▶ _YOUR TASK_: Every line between the top of the data below and the line with "pub struct PositionIndex", both ends included, must be retyped exactly.

*** Opening LISTED ENTRIES ***

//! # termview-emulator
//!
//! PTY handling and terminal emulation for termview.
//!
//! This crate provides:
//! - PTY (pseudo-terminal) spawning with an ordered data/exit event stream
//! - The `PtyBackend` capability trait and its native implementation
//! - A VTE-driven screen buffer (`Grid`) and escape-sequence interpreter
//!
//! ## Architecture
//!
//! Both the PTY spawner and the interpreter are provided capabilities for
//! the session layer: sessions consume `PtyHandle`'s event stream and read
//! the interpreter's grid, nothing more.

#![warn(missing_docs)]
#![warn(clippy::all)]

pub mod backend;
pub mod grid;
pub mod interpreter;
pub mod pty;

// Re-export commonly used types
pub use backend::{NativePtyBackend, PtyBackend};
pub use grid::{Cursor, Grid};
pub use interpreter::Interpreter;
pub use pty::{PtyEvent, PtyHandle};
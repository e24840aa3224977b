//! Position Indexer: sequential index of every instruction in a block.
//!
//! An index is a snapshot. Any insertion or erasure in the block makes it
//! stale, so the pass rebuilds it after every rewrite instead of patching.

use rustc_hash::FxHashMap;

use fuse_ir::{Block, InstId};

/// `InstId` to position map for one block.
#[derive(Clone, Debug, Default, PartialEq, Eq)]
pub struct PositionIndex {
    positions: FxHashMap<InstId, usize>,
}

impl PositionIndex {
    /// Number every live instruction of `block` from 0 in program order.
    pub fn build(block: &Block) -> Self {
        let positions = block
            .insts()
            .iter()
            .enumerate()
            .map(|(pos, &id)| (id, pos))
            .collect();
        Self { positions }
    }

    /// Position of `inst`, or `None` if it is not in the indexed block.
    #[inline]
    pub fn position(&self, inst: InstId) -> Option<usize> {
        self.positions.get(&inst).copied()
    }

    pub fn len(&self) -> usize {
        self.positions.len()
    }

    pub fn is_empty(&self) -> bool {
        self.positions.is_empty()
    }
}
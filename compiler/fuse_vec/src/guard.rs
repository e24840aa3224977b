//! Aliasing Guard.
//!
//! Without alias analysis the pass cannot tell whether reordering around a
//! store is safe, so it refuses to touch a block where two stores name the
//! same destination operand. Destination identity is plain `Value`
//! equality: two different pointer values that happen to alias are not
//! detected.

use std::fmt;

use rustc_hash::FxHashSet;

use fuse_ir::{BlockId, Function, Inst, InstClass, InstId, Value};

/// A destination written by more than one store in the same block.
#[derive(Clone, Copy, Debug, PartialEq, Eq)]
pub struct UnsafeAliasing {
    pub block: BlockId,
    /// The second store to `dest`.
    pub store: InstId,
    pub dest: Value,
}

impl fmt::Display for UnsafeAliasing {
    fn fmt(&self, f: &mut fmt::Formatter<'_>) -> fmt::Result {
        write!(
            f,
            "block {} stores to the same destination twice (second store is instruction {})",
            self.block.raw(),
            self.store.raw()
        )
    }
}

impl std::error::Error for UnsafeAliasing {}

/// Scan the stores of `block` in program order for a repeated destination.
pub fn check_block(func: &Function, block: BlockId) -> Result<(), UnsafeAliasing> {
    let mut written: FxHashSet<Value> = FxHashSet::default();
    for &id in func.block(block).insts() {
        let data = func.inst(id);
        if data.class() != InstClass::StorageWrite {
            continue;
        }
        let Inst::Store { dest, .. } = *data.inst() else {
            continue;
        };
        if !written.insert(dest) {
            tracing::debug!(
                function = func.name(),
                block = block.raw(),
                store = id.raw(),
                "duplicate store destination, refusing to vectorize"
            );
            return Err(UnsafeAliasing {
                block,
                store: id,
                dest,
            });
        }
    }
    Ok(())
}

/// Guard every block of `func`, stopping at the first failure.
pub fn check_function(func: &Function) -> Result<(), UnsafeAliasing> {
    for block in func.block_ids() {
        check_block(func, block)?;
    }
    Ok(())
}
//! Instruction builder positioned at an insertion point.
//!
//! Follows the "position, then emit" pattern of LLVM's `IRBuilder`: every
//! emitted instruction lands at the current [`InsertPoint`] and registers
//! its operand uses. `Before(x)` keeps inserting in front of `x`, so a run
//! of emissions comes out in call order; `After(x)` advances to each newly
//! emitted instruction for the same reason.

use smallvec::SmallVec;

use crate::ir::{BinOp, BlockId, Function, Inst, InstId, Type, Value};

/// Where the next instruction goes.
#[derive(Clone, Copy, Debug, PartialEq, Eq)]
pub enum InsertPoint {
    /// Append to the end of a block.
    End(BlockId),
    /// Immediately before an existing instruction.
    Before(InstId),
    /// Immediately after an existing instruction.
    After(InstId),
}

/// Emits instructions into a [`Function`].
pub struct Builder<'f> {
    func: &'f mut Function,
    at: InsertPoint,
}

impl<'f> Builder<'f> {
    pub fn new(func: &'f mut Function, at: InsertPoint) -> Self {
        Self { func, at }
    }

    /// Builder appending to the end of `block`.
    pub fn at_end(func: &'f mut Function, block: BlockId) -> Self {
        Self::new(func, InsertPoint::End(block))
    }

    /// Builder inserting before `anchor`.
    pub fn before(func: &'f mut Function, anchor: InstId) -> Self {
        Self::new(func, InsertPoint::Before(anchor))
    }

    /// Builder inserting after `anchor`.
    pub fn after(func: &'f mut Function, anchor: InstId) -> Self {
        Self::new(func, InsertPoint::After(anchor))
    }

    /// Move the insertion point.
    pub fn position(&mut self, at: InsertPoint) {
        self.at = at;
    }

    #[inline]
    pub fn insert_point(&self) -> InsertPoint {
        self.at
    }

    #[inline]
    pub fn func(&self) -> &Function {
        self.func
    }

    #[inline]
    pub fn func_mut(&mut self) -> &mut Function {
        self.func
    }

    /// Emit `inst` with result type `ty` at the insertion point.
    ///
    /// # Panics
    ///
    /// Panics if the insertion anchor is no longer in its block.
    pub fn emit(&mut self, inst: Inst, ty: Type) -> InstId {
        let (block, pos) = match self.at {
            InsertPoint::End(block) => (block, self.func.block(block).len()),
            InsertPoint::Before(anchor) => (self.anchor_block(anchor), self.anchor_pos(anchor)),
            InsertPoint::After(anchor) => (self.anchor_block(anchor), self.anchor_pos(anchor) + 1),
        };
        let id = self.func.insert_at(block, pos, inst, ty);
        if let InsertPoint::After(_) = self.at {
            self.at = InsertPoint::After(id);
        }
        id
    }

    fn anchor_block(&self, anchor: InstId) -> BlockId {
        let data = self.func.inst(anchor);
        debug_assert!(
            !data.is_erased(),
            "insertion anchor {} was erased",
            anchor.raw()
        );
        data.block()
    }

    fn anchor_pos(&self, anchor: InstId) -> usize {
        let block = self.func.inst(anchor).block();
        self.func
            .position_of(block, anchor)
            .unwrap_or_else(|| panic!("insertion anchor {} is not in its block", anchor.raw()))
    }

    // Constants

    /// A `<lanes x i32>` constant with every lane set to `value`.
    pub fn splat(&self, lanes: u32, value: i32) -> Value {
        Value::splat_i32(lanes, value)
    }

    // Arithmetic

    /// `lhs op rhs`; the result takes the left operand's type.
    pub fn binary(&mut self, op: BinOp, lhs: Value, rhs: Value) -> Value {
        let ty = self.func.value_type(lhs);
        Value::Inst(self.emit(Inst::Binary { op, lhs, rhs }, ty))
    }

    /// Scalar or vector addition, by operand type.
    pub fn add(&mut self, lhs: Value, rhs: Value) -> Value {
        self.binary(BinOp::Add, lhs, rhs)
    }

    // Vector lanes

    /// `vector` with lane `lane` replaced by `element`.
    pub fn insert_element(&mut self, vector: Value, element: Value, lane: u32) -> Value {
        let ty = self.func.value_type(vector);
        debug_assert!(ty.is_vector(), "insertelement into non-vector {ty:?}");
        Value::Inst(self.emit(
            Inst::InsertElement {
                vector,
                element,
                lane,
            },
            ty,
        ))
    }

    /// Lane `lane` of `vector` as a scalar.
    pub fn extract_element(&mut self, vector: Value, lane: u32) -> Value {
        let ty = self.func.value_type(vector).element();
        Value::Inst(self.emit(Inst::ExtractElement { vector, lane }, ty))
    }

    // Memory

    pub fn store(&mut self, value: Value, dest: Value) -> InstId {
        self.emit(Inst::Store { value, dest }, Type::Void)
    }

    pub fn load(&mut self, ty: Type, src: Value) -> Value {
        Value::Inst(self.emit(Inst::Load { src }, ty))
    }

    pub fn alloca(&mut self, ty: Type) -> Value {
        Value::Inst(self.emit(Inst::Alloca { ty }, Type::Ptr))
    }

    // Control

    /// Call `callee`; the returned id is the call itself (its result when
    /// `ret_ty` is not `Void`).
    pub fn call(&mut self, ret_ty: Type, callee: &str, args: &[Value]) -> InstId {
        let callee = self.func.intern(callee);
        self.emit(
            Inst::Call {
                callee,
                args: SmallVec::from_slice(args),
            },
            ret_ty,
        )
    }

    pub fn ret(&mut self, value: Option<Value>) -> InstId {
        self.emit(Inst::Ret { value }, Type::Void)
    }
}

*** Closing LISTED ENTRIES ***

▶ _ANSWER FOR THE TASK_:
//! # termview-emulator
//!
//! PTY handling and terminal emulation for termview.
//!
//! This crate provides:
//! - PTY (pseudo-terminal) spawning with an ordered data/exit event stream
//! - The `PtyBackend` capability trait and its native implementation
//! - A VTE-driven screen buffer (`Grid`) and escape-sequence interpreter
//!
//! ## Architecture
//!
//! Both the PTY spawner and the interpreter are provided capabilities for
//! the session layer: sessions consume `PtyHandle`'s event stream and read
//! the interpreter's grid, nothing more.

#![warn(missing_docs)]
#![warn(clippy::all)]

pub mod backend;
pub mod grid;
pub mod interpreter;
pub mod pty;

// Re-export commonly used types
pub use backend::{NativePtyBackend, PtyBackend};
pub use grid::{Cursor, Grid};
pub use interpreter::Interpreter;
pub use pty::{PtyEvent, PtyHandle};
repository e24840aa3224977b
//! Position Indexer: sequential index of every instruction in a block.
//!
//! An index is a snapshot. Any insertion or erasure in the block makes it
//! stale, so the pass rebuilds it after every rewrite instead of patching.

use rustc_hash::FxHashMap;

use fuse_ir::{Block, InstId};

/// `InstId` to position map for one block.
#[derive(Clone, Debug, Default, PartialEq, Eq)]
pub struct PositionIndex {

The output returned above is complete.